Published on: 09/2/12 7:53 AM

Book review: When Mira Went Forth and Multiplied by Shinie Antony


 A whole new spin on the old cliché: “Hell hath no fury like a woman scorned.” 

Mira’s tale does not have the smoothest of starts, and the reader is more than a little startled to be set down bang in the middle of what appears to be a meltdown being suffered by the eponymous heroine. However, once that hurdle is crossed, the story is underpinned with all of Antony’s trademark wit-in-sardonic-vein, her distinctive weltanschauung.

 What it’s about

Mira is a She in desperate search of her He. She meets him in Samundar Shah, a.k.a Sam… arguably the only hero in contemporary fiction to be referenced to the popular 1950s Malayalam film star Prem Nazir! Mira thinks she has found her man for all seasons and all reasons; he, poor sap, doesn’t know he is getting the cliché: the oversexed virgin.

So, they have a one-night stand, which she blows up almost immediately into Technicolor romance. Suddenly Sam is the point and everything else, besides the point. When he walks off into the squalid sunset without looking back, it becomes a Technicolor heartbreak. The heartbreak is heartbreakingly real, no pretence of wit here.

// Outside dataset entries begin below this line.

#[cfg(test)]
mod tests {
    use super::*;
    use std::io::Write;
    use tempfile::TempDir;

    fn append(path: &Path, text: &str) {
        let mut file = std::fs::OpenOptions::new()
            .create(true)
            .append(true)
            .open(path)
            .unwrap();
        file.write_all(text.as_bytes()).unwrap();
    }

    #[test]
    fn empty_file_has_nothing_new() {
        let tmp = TempDir::new().unwrap();
        let path = tmp.path().join("empty.log");
        std::fs::write(&path, "").unwrap();

        let mut reader = TailReader::initialize(&path, false, EncodingOptions::default()).unwrap();
        assert!(!reader.has_new_content());
        let batch = reader.read_new_lines().unwrap();
        assert!(batch.lines.is_empty());
        assert!(!batch.rewound);
        assert_eq!(reader.offset(), 0);
    }

    #[test]
    fn returns_only_appended_lines() {
        let tmp = TempDir::new().unwrap();
        let path = tmp.path().join("server.log");
        append(&path, "first\nsecond\n");

        let mut reader = TailReader::initialize(&path, false, EncodingOptions::default()).unwrap();
        assert_eq!(reader.read_new_lines().unwrap().lines, vec!["first", "second"]);

        append(&path, "third\nfourth\nfifth\n");
        assert!(reader.has_new_content());
        let batch = reader.read_new_lines().unwrap();
        assert_eq!(batch.lines, vec!["third", "fourth", "fifth"]);
        assert!(!reader.has_new_content());
    }

    #[test]
    fn start_from_end_skips_existing_content() {
        let tmp = TempDir::new().unwrap();
        let path = tmp.path().join("server.log");
        append(&path, "old\n");

        let mut reader = TailReader::initialize(&path, true, EncodingOptions::default()).unwrap();
        assert!(!reader.has_new_content());

        append(&path, "new\n");
        assert_eq!(reader.read_new_lines().unwrap().lines, vec!["new"]);
    }

    #[cfg(unix)]
    #[test]
    fn failed_read_keeps_the_cursor() {
        let tmp = TempDir::new().unwrap();
        let dir = tmp.path().join("logs");
        std::fs::create_dir(&dir).unwrap();
        let path = dir.join("server.log");
        append(&path, "one\n");

        let mut reader = TailReader::initialize(&path, false, EncodingOptions::default()).unwrap();
        reader.read_new_lines().unwrap();
        assert_eq!(reader.offset(), 4);

        // A regular file where the directory was: opening the log now fails with ENOTDIR.
        let parked = tmp.path().join("logs.parked");
        std::fs::rename(&dir, &parked).unwrap();
        std::fs::write(&dir, "blocker").unwrap();

        assert!(reader.handle_file_recreation().is_err());
        assert!(reader.read_new_lines().is_err());
        assert_eq!(reader.offset(), 4);

        std::fs::remove_file(&dir).unwrap();
        std::fs::rename(&parked, &dir).unwrap();
        append(&path, "two\n");
        assert_eq!(reader.read_new_lines().unwrap().lines, vec!["two"]);
    }

    #[test]
    fn partial_line_waits_for_newline() {
        let tmp = TempDir::new().unwrap();
        let path = tmp.path().join("server.log");
        append(&path, "complete\npart");

        let mut reader = TailReader::initialize(&path, false, EncodingOptions::default()).unwrap();
        assert_eq!(reader.read_new_lines().unwrap().lines, vec!["complete"]);

        append(&path, "ial\n");
        assert_eq!(reader.read_new_lines().unwrap().lines, vec!["partial"]);
    }

    #[test]
    fn truncation_rewinds_without_error() {
        let tmp = TempDir::new().unwrap();
        let path = tmp.path().join("server.log");
        append(&path, "aaaaaaaaaa\nbbbbbbbbbb\n");

        let mut reader = TailReader::initialize(&path, false, EncodingOptions::default()).unwrap();
        reader.read_new_lines().unwrap();

        std::fs::write(&path, "c\n").unwrap();
        let batch = reader.read_new_lines().unwrap();
        assert!(batch.rewound);
        assert_eq!(batch.lines, vec!["c"]);
        assert_eq!(reader.offset(), 2);
    }

    #[test]
    fn handle_file_recreation_resets_cursor() {
        let tmp = TempDir::new().unwrap();
        let path = tmp.path().join("server.log");
        append(&path, "0123456789\n");

        let mut reader = TailReader::initialize(&path, true, EncodingOptions::default()).unwrap();
        assert_eq!(reader.offset(), 11);
        assert!(!reader.handle_file_recreation().unwrap());

        std::fs::write(&path, "").unwrap();
        assert!(reader.handle_file_recreation().unwrap());
        assert_eq!(reader.offset(), 0);
    }

    #[test]
    fn missing_file_is_an_empty_baseline() {
        let tmp = TempDir::new().unwrap();
        let path = tmp.path().join("later.log");

        let mut reader = TailReader::initialize(&path, false, EncodingOptions::default()).unwrap();
        assert!(!reader.has_new_content());
        assert!(reader.read_new_lines().unwrap().lines.is_empty());

        append(&path, "hello\n");
        assert_eq!(reader.read_new_lines().unwrap().lines, vec!["hello"]);
        assert_eq!(reader.encoding(), TextEncoding::Utf8);
    }

    #[test]
    fn utf16_file_with_bom_is_decoded() {
        let tmp = TempDir::new().unwrap();
        let path = tmp.path().join("wide.log");
        let mut bytes = vec![0xFF, 0xFE];
        bytes.extend("one\ntwo\n".encode_utf16().flat_map(|u| u.to_le_bytes()));
        std::fs::write(&path, &bytes).unwrap();

        let mut reader = TailReader::initialize(&path, false, EncodingOptions::default()).unwrap();
        assert_eq!(reader.encoding(), TextEncoding::Utf16Le);
        assert_eq!(reader.read_new_lines().unwrap().lines, vec!["one", "two"]);
    }

    #[test]
    fn disabled_detection_uses_fallback() {
        let tmp = TempDir::new().unwrap();
        let path = tmp.path().join("latin.log");
        std::fs::write(&path, [b'c', b'a', b'f', 0xE9, b'\n']).unwrap();

        let options = EncodingOptions {
            auto_detect: false,
            fallback: TextEncoding::Latin1,
        };
        let mut reader = TailReader::initialize(&path, false, options).unwrap();
        assert_eq!(reader.read_new_lines().unwrap().lines, vec!["caf\u{e9}"]);
    }

    #[test]
    fn read_full_leaves_trailing_fragment_for_the_tail() {
        let tmp = TempDir::new().unwrap();
        let path = tmp.path().join("server.log");
        append(&path, "a\nb\nc");

        let full = read_full(&path, EncodingOptions::default(), None).unwrap();
        assert_eq!(full.lines, vec!["a", "b"]);
        assert_eq!(full.length, 5);
        assert_eq!(full.consumed, 4);

        let mut reader = TailReader::initialize(&path, false, EncodingOptions::default()).unwrap();
        reader.sync_to(full.consumed);
        append(&path, "d\n");
        assert_eq!(reader.read_new_lines().unwrap().lines, vec!["cd"]);
    }

    #[test]
    fn read_full_without_line_break_consumes_nothing() {
        let tmp = TempDir::new().unwrap();
        let path = tmp.path().join("server.log");
        append(&path, "\u{feff}partial");

        let full = read_full(&path, EncodingOptions::default(), None).unwrap();
        assert!(full.lines.is_empty());
        assert_eq!(full.consumed, 0);
    }

    #[test]
    fn read_full_missing_file_is_empty() {
        let tmp = TempDir::new().unwrap();
        let full = read_full(&tmp.path().join("nope.log"), EncodingOptions::default(), None).unwrap();
        assert!(full.lines.is_empty());
        assert_eq!(full.length, 0);
    }
}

Fantasies of destruction and revenge follow and, after shedding exactly 4,361 tears over Sam, Mira decides to go wreak revenge, vendetta on a shoestring budget. Only to barge into a set piece consisting of her hero-turned-villain’s improbably named wife Delta, his mother Leela-ben and his
in-laws, the Lalans.

What follows is a muddle of faked pregnancies, hysteria controlled and let loose, incidents funny, sad and all too true-to-type. The story never becomes maudlin; cynical yes, but never maudlin.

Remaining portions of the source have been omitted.